Greeklish Token Filter for ElasticSearch
The Greeklish plugin generates tokens with latin characters from greek tokens.
The generated tokens have the save position and the same offset with the original greek tokens.
In order to install the latest version of the plugin, run:
bin/plugin -install gr.skroutz/elasticsearch-analysis-greeklish/0.11
In order to install the plugin for versions prior to 0.9, run:
bin/plugin -install skroutz/elasticsearch-analysis-greeklish/0.8
There are more than one combinations of latin characters that can substitute each character of the greek alphabet. So, a greek token is expanded to as many greeklish tokens as the the combinations of the latin characters for each greek character of a token and in some cases this produces an enormous number of expansions. In order to prevent this from happening, a threshold of the max expansions is set. The default value is 20.
However, a threshold of the max expansions can be set in the elasticsearch.yml When this threshold is reached the remaining characters are substitute with the most common variant of the greek character.
index: analysis: filter: greeklish_analysis: type: greeklish max_expansions: 15
Generation of Greek Word Variations
It is difficult to distinguish a greeklish word from an english one during a query. So, if we wanted to stem the greeklish word in order to have the same results for the different forms of this word, we should apply a stemmer in both the greeklish and english words. In order to avoid that, the 0.7 version of the plugin comes with a reverse stemmer for greek words, which produces the different forms of the a greek word (from singular to plural and vice versa) in order to produce their greeklish version.

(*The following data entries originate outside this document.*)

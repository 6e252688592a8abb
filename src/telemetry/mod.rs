//! Execution telemetry
//!
//! Aggregate statistics for completed tool calls, maintained by a
//! single-writer event channel: executors send completion events over
//! an mpsc channel and one consumer task owns the counters, so updates
//! stay correct under concurrently completing calls without shared-
//! memory locking. Snapshots ride the same FIFO channel and therefore
//! observe every event recorded before them.

use serde::{Deserialize, Serialize};
use tokio::sync::{mpsc, oneshot};

/// Per-call state machine phases, reported as telemetry
#[derive(Debug, Clone, Copy, PartialEq, Eq, Serialize, Deserialize)]
#[serde(rename_all = "snake_case")]
pub enum CallPhase {
    Pending,
    Sanitizing,
    Invoking,
    RetryWait,
    Exhausted,
    FallbackAttempt,
    Succeeded,
    Failed,
}

/// Telemetry event types
#[derive(Debug, Clone)]
pub enum ToolEvent {
    /// A call moved to a new phase
    PhaseChanged { call_id: String, phase: CallPhase },

    /// A retry is about to run
    RetryAttempted { tool: String, attempt: u32 },

    /// A fallback tool is about to run
    FallbackAttempted { tool: String, fallback: String },

    /// A logical call reached its terminal state
    ///
    /// Emitted exactly once per call, counting the final outcome, not
    /// each retry attempt.
    CallCompleted {
        tool: String,
        success: bool,
        duration_ms: u64,
    },
}

/// Aggregate execution statistics
#[derive(Debug, Clone, Default, Serialize, Deserialize)]
pub struct ExecutionStats {
    /// Completed logical calls
    pub total_calls: u64,

    /// Calls that reached a successful terminal state
    pub successful_calls: u64,

    /// Calls that exhausted retries and fallbacks
    pub failed_calls: u64,

    /// Retry attempts across all calls
    pub retry_attempts: u64,

    /// Fallback attempts across all calls
    pub fallback_attempts: u64,

    /// Total wall-clock execution time (ms)
    pub total_duration_ms: u64,
}

impl ExecutionStats {
    /// Running average execution time per completed call
    pub fn average_duration_ms(&self) -> f64 {
        if self.total_calls == 0 {
            0.0
        } else {
            self.total_duration_ms as f64 / self.total_calls as f64
        }
    }

    /// Fraction of completed calls that succeeded
    pub fn success_rate(&self) -> f64 {
        if self.total_calls == 0 {
            0.0
        } else {
            self.successful_calls as f64 / self.total_calls as f64
        }
    }

    fn apply(&mut self, event: &ToolEvent) {
        match event {
            ToolEvent::PhaseChanged { .. } => {}
            ToolEvent::RetryAttempted { .. } => {
                self.retry_attempts += 1;
            }
            ToolEvent::FallbackAttempted { .. } => {
                self.fallback_attempts += 1;
            }
            ToolEvent::CallCompleted {
                success,
                duration_ms,
                ..
            } => {
                self.total_calls += 1;
                if *success {
                    self.successful_calls += 1;
                } else {
                    self.failed_calls += 1;
                }
                self.total_duration_ms += duration_ms;
            }
        }
    }
}

enum Message {
    Event(ToolEvent),
    Snapshot(oneshot::Sender<ExecutionStats>),
}

/// Telemetry collector
///
/// Cheap to clone; every clone feeds the same consumer task. Must be
/// created inside a Tokio runtime.
#[derive(Clone)]
pub struct TelemetryCollector {
    tx: mpsc::UnboundedSender<Message>,
}

impl TelemetryCollector {
    /// Create a collector and spawn its consumer task
    pub fn new() -> Self {
        let (tx, mut rx) = mpsc::unbounded_channel();

        tokio::spawn(async move {
            let mut stats = ExecutionStats::default();
            while let Some(message) = rx.recv().await {
                match message {
                    Message::Event(event) => stats.apply(&event),
                    Message::Snapshot(reply) => {
                        let _ = reply.send(stats.clone());
                    }
                }
            }
        });

        Self { tx }
    }

    /// Record an event (never blocks)
    pub fn record(&self, event: ToolEvent) {
        let _ = self.tx.send(Message::Event(event));
    }

    /// Snapshot the aggregate statistics
    ///
    /// Ordered after every event recorded before this call, since the
    /// snapshot request travels the same FIFO channel.
    pub async fn snapshot(&self) -> ExecutionStats {
        let (reply_tx, reply_rx) = oneshot::channel();
        if self.tx.send(Message::Snapshot(reply_tx)).is_err() {
            return ExecutionStats::default();
        }
        reply_rx.await.unwrap_or_default()
    }
}

impl Default for TelemetryCollector {
    fn default() -> Self {
        Self::new()
    }
}

#[cfg(test)]
mod tests {
    use super::*;

    #[tokio::test]
    async fn test_completion_counting() {
        let collector = TelemetryCollector::new();

        collector.record(ToolEvent::CallCompleted {
            tool: "calculate".to_string(),
            success: true,
            duration_ms: 100,
        });
        collector.record(ToolEvent::CallCompleted {
            tool: "read_file".to_string(),
            success: false,
            duration_ms: 50,
        });

        let stats = collector.snapshot().await;
        assert_eq!(stats.total_calls, 2);
        assert_eq!(stats.successful_calls, 1);
        assert_eq!(stats.failed_calls, 1);
        assert_eq!(stats.average_duration_ms(), 75.0);
        assert_eq!(stats.success_rate(), 0.5);
    }

    #[tokio::test]
    async fn test_retry_and_fallback_counters() {
        let collector = TelemetryCollector::new();

        collector.record(ToolEvent::RetryAttempted {
            tool: "http_request".to_string(),
            attempt: 1,
        });
        collector.record(ToolEvent::RetryAttempted {
            tool: "http_request".to_string(),
            attempt: 2,
        });
        collector.record(ToolEvent::FallbackAttempted {
            tool: "web_search".to_string(),
            fallback: "http_request".to_string(),
        });

        let stats = collector.snapshot().await;
        assert_eq!(stats.retry_attempts, 2);
        assert_eq!(stats.fallback_attempts, 1);
        assert_eq!(stats.total_calls, 0);
    }

    #[tokio::test]
    async fn test_phase_events_do_not_touch_counters() {
        let collector = TelemetryCollector::new();

        collector.record(ToolEvent::PhaseChanged {
            call_id: "c1".to_string(),
            phase: CallPhase::Invoking,
        });

        let stats = collector.snapshot().await;
        assert_eq!(stats.total_calls, 0);
    }

    #[tokio::test]
    async fn test_concurrent_recording_is_lossless() {
        let collector = TelemetryCollector::new();

        let mut handles = Vec::new();
        for _ in 0..16 {
            let collector = collector.clone();
            handles.push(tokio::spawn(async move {
                for _ in 0..100 {
                    collector.record(ToolEvent::CallCompleted {
                        tool: "t".to_string(),
                        success: true,
                        duration_ms: 1,
                    });
                }
            }));
        }
        for handle in handles {
            handle.await.unwrap();
        }

        let stats = collector.snapshot().await;
        assert_eq!(stats.total_calls, 1600);
        assert_eq!(stats.successful_calls, 1600);
    }

    #[tokio::test]
    async fn test_empty_stats() {
        let stats = ExecutionStats::default();
        assert_eq!(stats.average_duration_ms(), 0.0);
        assert_eq!(stats.success_rate(), 0.0);
    }
}
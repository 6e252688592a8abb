//! Error types for the toolbuddy engine
//!
//! Provides comprehensive error handling with context propagation.
//! Individual tool failures are never surfaced through this type to
//! callers of the executor; they land in `ToolCall::error`. `ToolError`
//! covers the engine's own failure modes: bad input, bad configuration,
//! timeouts, and I/O from tool bodies.

use thiserror::Error;

/// Main error type for the tool execution engine
#[derive(Error, Debug)]
pub enum ToolError {
    /// Input sanitization failures (dangerous or malformed arguments)
    #[error("Validation error: {0}")]
    ValidationError(String),

    /// Configuration errors
    #[error("Configuration error: {0}")]
    ConfigError(String),

    /// Timeout errors
    #[error("Operation timed out after {duration_ms}ms")]
    Timeout { duration_ms: u64 },

    /// HTTP client errors
    #[error("HTTP request failed: {0}")]
    HttpError(#[from] reqwest::Error),

    /// Serialization errors
    #[error("Serialization error: {0}")]
    SerializationError(#[from] serde_json::Error),

    /// I/O errors
    #[error("I/O error: {0}")]
    IoError(#[from] std::io::Error),

    /// Generic errors with context
    #[error("Tool error: {0}")]
    Generic(String),
}

/// Result type alias for engine operations
pub type Result<T> = std::result::Result<T, ToolError>;

/// Convert anyhow errors to ToolError
impl From<anyhow::Error> for ToolError {
    fn from(err: anyhow::Error) -> Self {
        ToolError::Generic(err.to_string())
    }
}
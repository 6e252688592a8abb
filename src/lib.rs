//! toolbuddy - Tool execution and error-recovery engine
//!
//! Lets an agent invoke external tools (file I/O, HTTP, math, anything
//! registered as a callable) and recover gracefully when those calls
//! fail. Untrusted arguments are sanitized before they reach a tool
//! body, every call runs under a timeout, failures are classified into
//! a typed taxonomy, transient ones retry with exponential backoff,
//! exhausted calls try fallback tools, and independent calls run
//! concurrently with isolated failures and aggregate statistics.
//!
//! # Architecture
//!
//! - `tools`: data model, registry, sanitizer, retry policy, executor
//! - `recovery`: error classification and fallback planning
//! - `telemetry`: single-writer execution statistics
//! - `config`: TOML configuration for all of the above

pub mod config;
pub mod errors;
pub mod recovery;
pub mod telemetry;
pub mod tools;

// Re-export commonly used types
pub use config::Config;
pub use errors::{Result, ToolError};
pub use recovery::{
    ClassifierRule, ErrorClassifier, ErrorPattern, ErrorType, FallbackSuggestion, RuleSet,
};
pub use telemetry::{ExecutionStats, TelemetryCollector};
pub use tools::{
    Arguments, ExecutionConfig, InputSanitizer, ParameterType, PathJail, RetryConfig, RetryPolicy,
    SanitizerConfig, ToolCall, ToolCategory, ToolDefinition, ToolExecutor, ToolHandler,
    ToolParameter, ToolRegistry, ToolRequest, ToolResult, ToolRuntime,
};
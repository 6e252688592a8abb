//! Recovery system type definitions
//!
//! The typed failure taxonomy, the classified pattern produced for a raw
//! error message, and the serializable rule table the classifier runs on.

use serde::{Deserialize, Serialize};
use serde_json::{Map, Value};

/// Typed failure taxonomy
#[derive(Debug, Clone, Copy, PartialEq, Eq, Hash, Serialize, Deserialize)]
#[serde(rename_all = "snake_case")]
pub enum ErrorType {
    /// Operation exceeded its deadline (transient)
    Timeout,

    /// Access or credentials rejected (fatal)
    Permission,

    /// Upstream throttling (transient)
    RateLimit,

    /// Named thing does not exist (fatal)
    Resource,

    /// Connectivity failures (transient)
    Network,

    /// Bad or dangerous input (fatal, never retried)
    Validation,

    /// Anything unclassified (fatal after first attempt)
    Unknown,
}

impl ErrorType {
    /// Whether this category is transient by default
    pub fn is_transient(&self) -> bool {
        matches!(
            self,
            ErrorType::Timeout | ErrorType::Network | ErrorType::RateLimit
        )
    }

    /// Category name
    pub fn as_str(&self) -> &'static str {
        match self {
            ErrorType::Timeout => "timeout",
            ErrorType::Permission => "permission",
            ErrorType::RateLimit => "rate_limit",
            ErrorType::Resource => "resource",
            ErrorType::Network => "network",
            ErrorType::Validation => "validation",
            ErrorType::Unknown => "unknown",
        }
    }
}

/// One classification rule: a case-insensitive regex over the raw
/// failure message, plus the verdict it produces
#[derive(Debug, Clone, Serialize, Deserialize)]
pub struct ClassifierRule {
    /// Regex matched against the raw message (compiled case-insensitive)
    pub pattern: String,

    /// Category assigned on match
    pub error_type: ErrorType,

    /// Human-readable description of the failure
    pub message: String,

    /// One concrete suggested action
    pub suggestion: String,

    /// Whether the failure may be retried
    pub can_retry: bool,

    /// Fallback tool names worth trying after retries are exhausted
    #[serde(default)]
    pub fallback_tools: Vec<String>,
}

/// Ordered, versioned classification rule table
///
/// Classification matches on the free-text wording of third-party error
/// messages, which drifts as upstreams change. The table is serializable
/// so deployments can override it without a rebuild, and the version tag
/// makes silent drift visible in logs and fixtures.
#[derive(Debug, Clone, Serialize, Deserialize)]
pub struct RuleSet {
    /// Rule table version tag
    pub version: String,

    /// Rules in priority order; first match wins
    pub rules: Vec<ClassifierRule>,
}

/// Result of classifying a raw failure message
#[derive(Debug, Clone)]
pub struct ErrorPattern {
    /// Assigned category
    pub error_type: ErrorType,

    /// The raw message that was classified
    pub matched: String,

    /// Human-readable description of the failure
    pub message: String,

    /// One concrete suggested action
    pub suggestion: String,

    /// Whether the failure may be retried
    pub can_retry: bool,

    /// Fallback tool names worth trying
    pub fallback_tools: Vec<String>,
}

impl ErrorPattern {
    /// Classified message paired with the suggested action, the shape
    /// every surfaced error string takes
    pub fn summary(&self) -> String {
        format!("{}. {}", self.message, self.suggestion)
    }
}

/// A substitute tool to try once a primary tool's retries are exhausted
#[derive(Debug, Clone)]
pub struct FallbackSuggestion {
    /// Name of the fallback tool
    pub tool_name: String,

    /// Arguments adapted from the failed call
    pub arguments: Map<String, Value>,

    /// Why this substitution makes sense
    pub rationale: String,

    /// Whether the fallback can satisfy the original request
    ///
    /// Substitutes are executed in place of the failed tool; diagnostic
    /// suggestions (list the directory a missing file was expected in)
    /// cannot produce the requested result, so they are surfaced in the
    /// failure record instead of executed.
    pub substitute: bool,
}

Now the greeklish word converter has two phases. The first phase produces the diffent forms of a greek word based on some grammar rules, and the second phase produces the greeklish version of each of theses greek words.
This functionality is enabled by default. But, it can be disabled by setting greek_variants variable in the elasticsearch configuration file.
index: analysis: filter: greeklish_analysis: type: greeklish max_expansions: 15 greek_variants: false
This filter acts only on greek lowercase characters and for this reason it should be applied after greek lowercase filter.